PROBLEM REQUIREMENTS: Could you copy, exactly as written, every line from the first line of the records through the one containing "state.opponent.update(&state.ball, config);"?

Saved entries
______________________________

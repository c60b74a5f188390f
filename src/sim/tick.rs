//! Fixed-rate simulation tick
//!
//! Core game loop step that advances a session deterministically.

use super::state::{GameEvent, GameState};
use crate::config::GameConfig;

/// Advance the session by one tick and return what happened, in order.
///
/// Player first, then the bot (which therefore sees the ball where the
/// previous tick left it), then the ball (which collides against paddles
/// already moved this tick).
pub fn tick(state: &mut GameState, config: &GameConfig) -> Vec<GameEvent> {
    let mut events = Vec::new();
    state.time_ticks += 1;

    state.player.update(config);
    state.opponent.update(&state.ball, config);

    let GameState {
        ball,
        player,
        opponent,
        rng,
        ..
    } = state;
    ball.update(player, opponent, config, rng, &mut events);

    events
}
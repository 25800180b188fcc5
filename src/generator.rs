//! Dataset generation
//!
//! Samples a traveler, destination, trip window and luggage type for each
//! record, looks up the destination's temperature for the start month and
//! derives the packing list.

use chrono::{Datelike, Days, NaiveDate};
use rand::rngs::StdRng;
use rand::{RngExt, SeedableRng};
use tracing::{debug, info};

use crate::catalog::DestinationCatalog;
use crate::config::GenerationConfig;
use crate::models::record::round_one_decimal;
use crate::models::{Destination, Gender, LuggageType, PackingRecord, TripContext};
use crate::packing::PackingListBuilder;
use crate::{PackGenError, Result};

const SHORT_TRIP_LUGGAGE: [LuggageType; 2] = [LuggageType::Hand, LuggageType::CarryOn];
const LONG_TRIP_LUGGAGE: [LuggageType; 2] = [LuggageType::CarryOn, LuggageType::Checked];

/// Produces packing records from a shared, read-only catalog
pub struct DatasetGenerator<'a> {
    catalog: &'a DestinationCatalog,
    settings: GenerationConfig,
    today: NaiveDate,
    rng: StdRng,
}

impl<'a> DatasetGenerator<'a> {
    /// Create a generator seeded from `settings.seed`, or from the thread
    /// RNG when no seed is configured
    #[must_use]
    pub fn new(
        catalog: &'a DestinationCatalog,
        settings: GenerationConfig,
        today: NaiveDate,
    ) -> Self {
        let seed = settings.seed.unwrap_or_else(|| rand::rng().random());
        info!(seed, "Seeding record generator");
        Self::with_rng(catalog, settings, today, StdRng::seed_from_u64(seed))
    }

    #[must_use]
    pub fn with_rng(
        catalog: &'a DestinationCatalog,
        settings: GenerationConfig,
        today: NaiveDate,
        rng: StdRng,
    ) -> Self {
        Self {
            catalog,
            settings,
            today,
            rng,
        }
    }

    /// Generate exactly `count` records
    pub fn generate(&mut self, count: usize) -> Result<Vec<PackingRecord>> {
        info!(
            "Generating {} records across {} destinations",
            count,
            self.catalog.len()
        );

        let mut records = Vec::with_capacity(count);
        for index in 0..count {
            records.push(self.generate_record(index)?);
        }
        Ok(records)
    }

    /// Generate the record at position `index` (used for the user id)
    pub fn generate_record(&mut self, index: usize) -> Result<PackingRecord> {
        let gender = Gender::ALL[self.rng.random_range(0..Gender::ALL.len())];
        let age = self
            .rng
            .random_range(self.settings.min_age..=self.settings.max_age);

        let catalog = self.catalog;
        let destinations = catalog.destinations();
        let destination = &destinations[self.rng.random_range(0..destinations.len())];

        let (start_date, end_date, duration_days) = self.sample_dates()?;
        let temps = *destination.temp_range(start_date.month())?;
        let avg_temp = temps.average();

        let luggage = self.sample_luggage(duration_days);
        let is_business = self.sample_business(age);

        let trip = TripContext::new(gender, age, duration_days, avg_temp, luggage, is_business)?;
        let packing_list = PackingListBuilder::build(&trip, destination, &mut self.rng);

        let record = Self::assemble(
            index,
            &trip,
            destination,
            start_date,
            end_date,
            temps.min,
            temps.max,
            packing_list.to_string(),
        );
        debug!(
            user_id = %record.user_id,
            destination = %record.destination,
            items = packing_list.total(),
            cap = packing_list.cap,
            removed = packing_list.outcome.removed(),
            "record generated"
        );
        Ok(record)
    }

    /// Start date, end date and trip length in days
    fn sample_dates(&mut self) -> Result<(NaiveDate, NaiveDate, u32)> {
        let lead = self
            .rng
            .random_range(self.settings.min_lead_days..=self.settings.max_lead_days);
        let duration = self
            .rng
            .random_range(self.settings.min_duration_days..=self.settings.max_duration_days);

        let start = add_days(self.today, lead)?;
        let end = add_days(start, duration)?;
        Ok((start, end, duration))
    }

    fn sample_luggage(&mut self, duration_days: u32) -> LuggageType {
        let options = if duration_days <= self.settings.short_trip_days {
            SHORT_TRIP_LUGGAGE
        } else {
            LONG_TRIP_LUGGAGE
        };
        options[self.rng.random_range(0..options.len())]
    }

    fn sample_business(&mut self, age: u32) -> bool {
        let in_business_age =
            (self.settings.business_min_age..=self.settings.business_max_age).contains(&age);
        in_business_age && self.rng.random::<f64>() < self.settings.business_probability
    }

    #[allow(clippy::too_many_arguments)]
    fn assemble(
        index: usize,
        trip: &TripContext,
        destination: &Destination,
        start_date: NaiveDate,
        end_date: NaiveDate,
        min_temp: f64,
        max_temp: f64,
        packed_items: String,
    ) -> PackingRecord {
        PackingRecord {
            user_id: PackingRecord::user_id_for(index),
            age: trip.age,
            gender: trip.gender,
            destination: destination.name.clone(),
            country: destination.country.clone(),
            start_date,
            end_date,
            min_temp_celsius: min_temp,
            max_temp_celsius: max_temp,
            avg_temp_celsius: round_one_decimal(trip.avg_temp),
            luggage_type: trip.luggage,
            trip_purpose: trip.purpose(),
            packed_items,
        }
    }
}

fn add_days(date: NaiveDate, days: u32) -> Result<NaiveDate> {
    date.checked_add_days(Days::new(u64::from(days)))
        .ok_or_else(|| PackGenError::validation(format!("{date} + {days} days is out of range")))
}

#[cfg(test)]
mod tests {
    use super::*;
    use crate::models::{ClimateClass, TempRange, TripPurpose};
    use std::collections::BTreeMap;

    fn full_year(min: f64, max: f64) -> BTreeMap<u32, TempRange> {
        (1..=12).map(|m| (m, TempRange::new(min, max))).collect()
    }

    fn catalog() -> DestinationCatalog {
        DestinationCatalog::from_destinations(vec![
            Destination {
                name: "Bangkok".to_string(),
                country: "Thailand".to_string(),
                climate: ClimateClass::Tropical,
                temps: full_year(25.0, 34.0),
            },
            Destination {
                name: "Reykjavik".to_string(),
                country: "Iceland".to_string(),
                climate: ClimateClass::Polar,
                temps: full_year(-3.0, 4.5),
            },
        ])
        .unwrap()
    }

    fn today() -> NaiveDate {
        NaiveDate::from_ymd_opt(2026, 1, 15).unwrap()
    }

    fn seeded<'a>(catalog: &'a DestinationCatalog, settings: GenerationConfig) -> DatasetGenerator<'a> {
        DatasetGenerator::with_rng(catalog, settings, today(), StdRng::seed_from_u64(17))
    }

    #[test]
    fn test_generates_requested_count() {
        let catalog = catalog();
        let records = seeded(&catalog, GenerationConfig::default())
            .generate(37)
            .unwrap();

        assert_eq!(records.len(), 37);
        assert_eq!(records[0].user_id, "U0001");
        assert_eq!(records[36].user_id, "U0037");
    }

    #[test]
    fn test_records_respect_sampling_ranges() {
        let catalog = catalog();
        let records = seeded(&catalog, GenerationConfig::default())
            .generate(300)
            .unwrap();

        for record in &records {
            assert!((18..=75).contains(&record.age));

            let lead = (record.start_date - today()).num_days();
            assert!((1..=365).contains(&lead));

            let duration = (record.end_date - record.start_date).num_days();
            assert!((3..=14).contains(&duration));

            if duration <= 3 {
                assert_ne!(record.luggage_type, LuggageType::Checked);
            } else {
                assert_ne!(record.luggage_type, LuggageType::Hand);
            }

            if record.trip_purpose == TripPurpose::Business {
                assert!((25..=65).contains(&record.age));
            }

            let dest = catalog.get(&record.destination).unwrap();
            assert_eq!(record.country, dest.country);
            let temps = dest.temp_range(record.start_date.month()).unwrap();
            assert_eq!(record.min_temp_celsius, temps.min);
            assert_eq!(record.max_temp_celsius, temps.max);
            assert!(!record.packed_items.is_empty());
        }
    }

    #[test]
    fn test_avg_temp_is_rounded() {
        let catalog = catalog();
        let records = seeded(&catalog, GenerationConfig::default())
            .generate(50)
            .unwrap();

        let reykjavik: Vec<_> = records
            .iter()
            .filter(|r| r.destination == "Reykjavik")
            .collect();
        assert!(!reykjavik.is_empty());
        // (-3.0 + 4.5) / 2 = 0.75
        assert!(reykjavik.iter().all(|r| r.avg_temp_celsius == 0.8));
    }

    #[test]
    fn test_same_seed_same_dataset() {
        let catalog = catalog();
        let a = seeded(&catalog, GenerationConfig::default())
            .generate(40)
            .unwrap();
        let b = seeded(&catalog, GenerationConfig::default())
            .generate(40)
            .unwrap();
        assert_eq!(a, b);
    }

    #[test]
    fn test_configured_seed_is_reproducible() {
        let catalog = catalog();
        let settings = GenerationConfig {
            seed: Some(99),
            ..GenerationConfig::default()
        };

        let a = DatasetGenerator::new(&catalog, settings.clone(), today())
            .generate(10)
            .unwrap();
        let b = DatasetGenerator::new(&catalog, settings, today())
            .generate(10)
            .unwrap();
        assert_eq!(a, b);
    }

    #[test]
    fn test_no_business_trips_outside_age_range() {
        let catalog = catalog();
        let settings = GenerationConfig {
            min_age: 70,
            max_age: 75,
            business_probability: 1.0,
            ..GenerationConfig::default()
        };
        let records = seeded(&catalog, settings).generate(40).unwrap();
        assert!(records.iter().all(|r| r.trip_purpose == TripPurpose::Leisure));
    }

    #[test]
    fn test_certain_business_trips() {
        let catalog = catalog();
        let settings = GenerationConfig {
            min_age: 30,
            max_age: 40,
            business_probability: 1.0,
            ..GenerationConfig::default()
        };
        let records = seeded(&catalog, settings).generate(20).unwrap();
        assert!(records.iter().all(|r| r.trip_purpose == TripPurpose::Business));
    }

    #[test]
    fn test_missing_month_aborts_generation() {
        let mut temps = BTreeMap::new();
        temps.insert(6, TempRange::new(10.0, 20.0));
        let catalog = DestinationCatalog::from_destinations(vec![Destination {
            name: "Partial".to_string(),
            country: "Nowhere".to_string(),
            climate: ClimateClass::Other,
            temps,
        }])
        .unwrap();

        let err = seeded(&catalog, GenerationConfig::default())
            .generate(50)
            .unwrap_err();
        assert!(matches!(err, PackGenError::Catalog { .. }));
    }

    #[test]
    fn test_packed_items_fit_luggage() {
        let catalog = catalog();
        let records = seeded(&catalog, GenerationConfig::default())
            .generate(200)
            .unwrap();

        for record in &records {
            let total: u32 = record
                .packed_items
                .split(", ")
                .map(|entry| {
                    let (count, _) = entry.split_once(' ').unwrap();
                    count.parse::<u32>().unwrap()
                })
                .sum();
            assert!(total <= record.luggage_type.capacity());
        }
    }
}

______________________________

OUTPUT FOR THIS EXERCISE:
repository c60b74a5f188390f
filename src/sim/tick.rs
//! Fixed-rate simulation tick
//!
//! Core game loop step that advances a session deterministically.

use super::state::{GameEvent, GameState};
use crate::config::GameConfig;

/// Advance the session by one tick and return what happened, in order.
///
/// Player first, then the bot (which therefore sees the ball where the
/// previous tick left it), then the ball (which collides against paddles
/// already moved this tick).
pub fn tick(state: &mut GameState, config: &GameConfig) -> Vec<GameEvent> {
    let mut events = Vec::new();
    state.time_ticks += 1;

    state.player.update(config);
    state.opponent.update(&state.ball, config);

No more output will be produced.